_Exercise materials_:
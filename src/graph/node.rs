use smallvec::SmallVec;

use crate::{
    foundation::core::{Rgba8, Vec2},
    pixel::raster::RasterImage,
    render::region::Subregion,
};

/// Arena index of a node inside its [`crate::FilterGraph`]. References always point at a
/// strictly lower index.
#[derive(Clone, Copy, Debug, PartialEq, Eq, PartialOrd, Ord, Hash)]
pub struct NodeId(pub(crate) usize);

impl NodeId {
    pub fn index(self) -> usize {
        self.0
    }
}

/// Where an effect reads one of its inputs from, after the graph has been built.
#[derive(Clone, Copy, Debug, PartialEq, Eq, Hash)]
pub enum SourceSelector {
    SourceGraphic,
    SourceAlpha,
    BackgroundImage,
    BackgroundAlpha,
    FillPaint,
    StrokePaint,
    Reference(NodeId),
    /// Continue without an input.
    Ignore,
    /// No input configured.
    None,
}

impl SourceSelector {
    pub fn reference(self) -> Option<NodeId> {
        match self {
            Self::Reference(id) => Some(id),
            _ => None,
        }
    }
}

/// Input selector as written in configuration; named references are resolved by the builder.
#[derive(Clone, Debug, PartialEq, Eq, Hash, Default, serde::Serialize, serde::Deserialize)]
#[serde(rename_all = "snake_case")]
pub enum Input {
    SourceGraphic,
    SourceAlpha,
    BackgroundImage,
    BackgroundAlpha,
    FillPaint,
    StrokePaint,
    /// Output of an earlier node, by its case-sensitive result name.
    Result(String),
    /// Output of the node declared immediately before.
    Previous,
    Ignore,
    /// Use the default for the effect (the previous node, or the source graphic for the first).
    #[default]
    Unset,
}

impl Input {
    pub fn result(name: impl Into<String>) -> Self {
        Self::Result(name.into())
    }
}

/// Gaussian-approximating stack blur. Deviations are in primitive units.
#[derive(Clone, Copy, Debug, PartialEq)]
pub struct BlurParams {
    pub std_dev_x: f64,
    pub std_dev_y: f64,
}

#[derive(Clone, Debug, PartialEq)]
pub enum ColorMatrixMode {
    Identity,
    Saturate(f32),
    /// Rotation in degrees around the luma axis.
    HueRotate(f32),
    /// Additive offset applied to R, G and B.
    Brightness(f32),
    /// Scale around mid-grey; 1.0 is identity.
    Contrast(f32),
    LuminanceToAlpha,
    /// Tint towards `color` by `amount` in `[0, 1]`.
    Colourise { color: Rgba8, amount: f32 },
    /// Raw row-major 4x5 coefficients.
    Matrix([f32; 20]),
}

#[derive(Clone, Copy, Debug, PartialEq, Eq, Hash, serde::Serialize, serde::Deserialize)]
#[serde(rename_all = "snake_case")]
pub enum BlendMode {
    Multiply,
    Screen,
    Darken,
    Lighten,
    Dodge,
    Burn,
    Overlay,
    HardLight,
    SoftLight,
    Difference,
    Exclusion,
    Plus,
    Minus,
    Invert,
    InvertRgb,
    Contrast,
}

#[derive(Clone, Copy, Debug, PartialEq)]
pub enum CompositeOp {
    Over,
    In,
    Out,
    Atop,
    Xor,
    Arithmetic { k1: f32, k2: f32, k3: f32, k4: f32 },
    Blend(BlendMode),
}

#[derive(Clone, Copy, Debug, Default, PartialEq, Eq, Hash, serde::Serialize, serde::Deserialize)]
#[serde(rename_all = "snake_case")]
pub enum EdgeMode {
    #[default]
    Duplicate,
    Wrap,
    None,
}

/// Validated convolution kernel.
#[derive(Clone, Debug, PartialEq)]
pub struct ConvolveParams {
    pub order_x: u32,
    pub order_y: u32,
    pub kernel: Vec<f32>,
    pub divisor: f32,
    pub bias: f32,
    pub target_x: u32,
    pub target_y: u32,
    pub edge_mode: EdgeMode,
    pub preserve_alpha: bool,
}

#[derive(Clone, Copy, Debug, PartialEq, Eq, Hash, serde::Serialize, serde::Deserialize)]
#[serde(rename_all = "snake_case")]
pub enum MorphologyOp {
    Erode,
    Dilate,
}

#[derive(Clone, Copy, Debug, PartialEq)]
pub struct MorphologyParams {
    pub op: MorphologyOp,
    pub radius_x: f64,
    pub radius_y: f64,
}

#[derive(Clone, Copy, Debug, Default, PartialEq, Eq, Hash, serde::Serialize, serde::Deserialize)]
#[serde(rename_all = "snake_case")]
pub enum NoiseKind {
    FractalNoise,
    #[default]
    Turbulence,
}

#[derive(Clone, Copy, Debug, PartialEq)]
pub struct TurbulenceParams {
    pub base_freq_x: f64,
    pub base_freq_y: f64,
    pub octaves: u32,
    pub seed: i32,
    pub stitch: bool,
    pub kind: NoiseKind,
}

#[derive(Clone, Copy, Debug, PartialEq)]
pub struct FloodParams {
    pub color: Rgba8,
    pub opacity: f32,
}

#[derive(Clone, Copy, Debug, PartialEq)]
pub struct OffsetParams {
    pub dx: f64,
    pub dy: f64,
}

#[derive(Clone, Copy, Debug, Default, PartialEq, Eq, Hash, serde::Serialize, serde::Deserialize)]
#[serde(rename_all = "snake_case")]
pub enum Resample {
    Nearest,
    #[default]
    Bilinear,
    Bicubic,
    Lanczos3,
    Blackman,
    Hann,
}

#[derive(Clone, Copy, Debug, Default, PartialEq, Eq, Hash, serde::Serialize, serde::Deserialize)]
#[serde(rename_all = "snake_case")]
pub enum Align {
    None,
    XMinYMin,
    XMidYMin,
    XMaxYMin,
    XMinYMid,
    #[default]
    XMidYMid,
    XMaxYMid,
    XMinYMax,
    XMidYMax,
    XMaxYMax,
}

#[derive(Clone, Copy, Debug, Default, PartialEq, Eq, Hash, serde::Serialize, serde::Deserialize)]
#[serde(rename_all = "snake_case")]
pub enum MeetOrSlice {
    #[default]
    Meet,
    Slice,
}

#[derive(Clone, Copy, Debug, Default, PartialEq, Eq, Hash, serde::Serialize, serde::Deserialize)]
pub struct AspectRatio {
    #[serde(default)]
    pub align: Align,
    #[serde(default)]
    pub fit: MeetOrSlice,
}

#[derive(Clone, Debug, PartialEq)]
pub struct ImageParams {
    pub image: RasterImage,
    pub aspect: AspectRatio,
    pub resample: Resample,
}

/// One filter primitive with its parameters.
#[derive(Clone, Debug, PartialEq)]
pub enum Effect {
    Blur(BlurParams),
    ColorMatrix(ColorMatrixMode),
    Composite(CompositeOp),
    Convolve(ConvolveParams),
    Morphology(MorphologyParams),
    Turbulence(TurbulenceParams),
    Flood(FloodParams),
    Offset(OffsetParams),
    Image(ImageParams),
    /// Inputs blended in order, the first copied.
    Merge(SmallVec<[Input; 4]>),
}

impl Effect {
    pub fn kind_name(&self) -> &'static str {
        match self {
            Self::Blur(_) => "blur",
            Self::ColorMatrix(_) => "color_matrix",
            Self::Composite(_) => "composite",
            Self::Convolve(_) => "convolve",
            Self::Morphology(_) => "morphology",
            Self::Turbulence(_) => "turbulence",
            Self::Flood(_) => "flood",
            Self::Offset(_) => "offset",
            Self::Image(_) => "image",
            Self::Merge(_) => "merge",
        }
    }

    /// Generators ignore their primary input.
    pub fn is_generator(&self) -> bool {
        matches!(self, Self::Turbulence(_) | Self::Flood(_) | Self::Image(_))
    }

    pub fn needs_mix(&self) -> bool {
        matches!(self, Self::Composite(_))
    }

    /// Reads its input in the stored colour space and converts per pixel in float.
    pub fn reads_stored_space(&self) -> bool {
        matches!(self, Self::ColorMatrix(_))
    }

    /// Alpha state the primary input must be in, or `None` when the effect does not care.
    pub fn input_premultiplied(&self) -> Option<bool> {
        match self {
            Self::Blur(_) | Self::Composite(_) | Self::Morphology(_) | Self::Merge(_) => Some(true),
            Self::ColorMatrix(_) | Self::Convolve(_) => Some(false),
            Self::Offset(_) | Self::Turbulence(_) | Self::Flood(_) | Self::Image(_) => None,
        }
    }
}

/// A built node: resolved inputs, reference count and optional folded offset.
#[derive(Clone, Debug, PartialEq)]
pub struct EffectNode {
    pub(crate) name: String,
    pub(crate) id: u32,
    /// `None` when the node failed to build leniently; references to it yield no data.
    pub(crate) effect: Option<Effect>,
    pub(crate) primary: SourceSelector,
    pub(crate) secondary: SourceSelector,
    pub(crate) merge_inputs: SmallVec<[SourceSelector; 4]>,
    pub(crate) subregion: Subregion,
    pub(crate) usage: u32,
    /// Offset node folded into its only consumer; produces no output.
    pub(crate) folded: bool,
    /// Translation applied to the primary input, in primitive units.
    pub(crate) source_offset: Option<Vec2>,
}

impl EffectNode {
    pub fn name(&self) -> &str {
        &self.name
    }

    /// Case-sensitive hash of the result name (0 for unnamed nodes).
    pub fn id(&self) -> u32 {
        self.id
    }

    pub fn effect(&self) -> Option<&Effect> {
        self.effect.as_ref()
    }

    pub fn primary(&self) -> SourceSelector {
        self.primary
    }

    pub fn secondary(&self) -> SourceSelector {
        self.secondary
    }

    pub fn usage(&self) -> u32 {
        self.usage
    }

    pub fn is_folded(&self) -> bool {
        self.folded
    }

    pub fn is_dropped(&self) -> bool {
        self.effect.is_none()
    }

    pub fn source_offset(&self) -> Option<Vec2> {
        self.source_offset
    }

    /// Every selector this node reads from.
    pub(crate) fn selectors(&self) -> impl Iterator<Item = SourceSelector> + '_ {
        [self.primary, self.secondary]
            .into_iter()
            .chain(self.merge_inputs.iter().copied())
    }
}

_Problem description_: Within the material above, show every line that includes "TurbulenceParams".

_Expected answer_:
pub struct TurbulenceParams {
    Turbulence(TurbulenceParams),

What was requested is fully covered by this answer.